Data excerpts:
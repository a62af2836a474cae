// ABOUTME: Default values and well-known paths for the TARP protocol
// ABOUTME: Centralizes network defaults, discovery paths, and tuning knobs

//! Constants and default values used throughout the crate.

use std::time::Duration;

/// Well-known HTTP paths fixed by the protocol.
pub mod paths {
    /// Discovery endpoint (`GET /`).
    pub const DISCOVERY: &str = "/";

    /// Async job status probe (`GET /asyncProbe?UUID=...`).
    pub const ASYNC_PROBE: &str = "/asyncProbe";

    /// Async job result retrieval (`GET /asyncGet?UUID=...`).
    pub const ASYNC_GET: &str = "/asyncGet";

    /// Query parameter carrying the job id on the async paths above.
    pub const JOB_ID_PARAM: &str = "UUID";
}

/// Network defaults.
pub mod network {
    /// Default plaintext HTTP port.
    pub const DEFAULT_PORT: u16 = 8080;

    /// Default HTTPS port. Chosen above the reserved/privileged range so the
    /// server can bind without elevated privileges; see DESIGN.md.
    pub const DEFAULT_TLS_PORT: u16 = 8443;

    /// Default bind address (all interfaces).
    pub const DEFAULT_BIND_ADDRESS: &str = "0.0.0.0";

    /// Default bind address for local-only deployments.
    pub const DEFAULT_BIND_LOCALHOST: &str = "127.0.0.1";
}

/// Timeouts and tuning knobs.
pub mod timeouts {
    use super::*;

    /// Default `suggested_wait` advertised for async RPC endpoints when the
    /// caller does not specify one, in seconds.
    pub const DEFAULT_SUGGESTED_WAIT_SECS: u64 = 5;

    /// Default `Retry-After` value used when an `OperationInProgress` error
    /// does not carry an explicit retry hint, in seconds.
    pub const DEFAULT_RETRY_AFTER_SECS: u64 = 5;

    /// Default graceful shutdown grace period.
    pub const DEFAULT_SHUTDOWN_GRACE: Duration = Duration::from_secs(30);

    /// Default client request timeout.
    pub const DEFAULT_CLIENT_TIMEOUT: Duration = Duration::from_secs(30);
}

/// Resource limits.
pub mod limits {
    /// Default bound on concurrently running RPC tasks in the worker pool.
    pub const DEFAULT_MAX_WORKERS: usize = 10;

    /// Default maximum request body size accepted by the server (1 MiB).
    pub const DEFAULT_MAX_REQUEST_SIZE: usize = 1024 * 1024;
}

/// HTTP header and content-type constants.
pub mod http {
    /// Content-Type used for the envelope JSON body.
    pub const CONTENT_TYPE_JSON: &str = "application/json";

    /// `Retry-After` header name, sent on `OperationInProgress` responses.
    pub const HEADER_RETRY_AFTER: &str = "Retry-After";

    /// Default description used when an endpoint is registered without one,
    /// matching the Python original's docstring fallback.
    pub const DEFAULT_DESCRIPTION: &str = "No description provided";
}

/// Environment variable names consulted by the example binaries' config
/// loader.
pub mod env_vars {
    /// Overrides the bind port.
    pub const TARP_PORT: &str = "TARP_PORT";

    /// Enables TLS.
    pub const TARP_TLS_ENABLED: &str = "TARP_TLS_ENABLED";

    /// TLS certificate path.
    pub const TARP_TLS_CERT_PATH: &str = "TARP_TLS_CERT_PATH";

    /// TLS private key path.
    pub const TARP_TLS_KEY_PATH: &str = "TARP_TLS_KEY_PATH";

    /// Log level, consumed by `tracing_subscriber::EnvFilter`.
    pub const TARP_LOG_LEVEL: &str = "TARP_LOG_LEVEL";
}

● **TASK ITEM**
Set down only the line containing "pub const DEFAULT_DESCRIPTION: &str" and the lines after it through the end, exactly as they appear above.

● **REPLY TO THE TASK**
    pub const DEFAULT_DESCRIPTION: &str = "No description provided";
}

/// Environment variable names consulted by the example binaries' config
/// loader.
pub mod env_vars {
    /// Overrides the bind port.
    pub const TARP_PORT: &str = "TARP_PORT";

    /// Enables TLS.
    pub const TARP_TLS_ENABLED: &str = "TARP_TLS_ENABLED";

    /// TLS certificate path.
    pub const TARP_TLS_CERT_PATH: &str = "TARP_TLS_CERT_PATH";

    /// TLS private key path.
    pub const TARP_TLS_KEY_PATH: &str = "TARP_TLS_KEY_PATH";

    /// Log level, consumed by `tracing_subscriber::EnvFilter`.
    pub const TARP_LOG_LEVEL: &str = "TARP_LOG_LEVEL";
}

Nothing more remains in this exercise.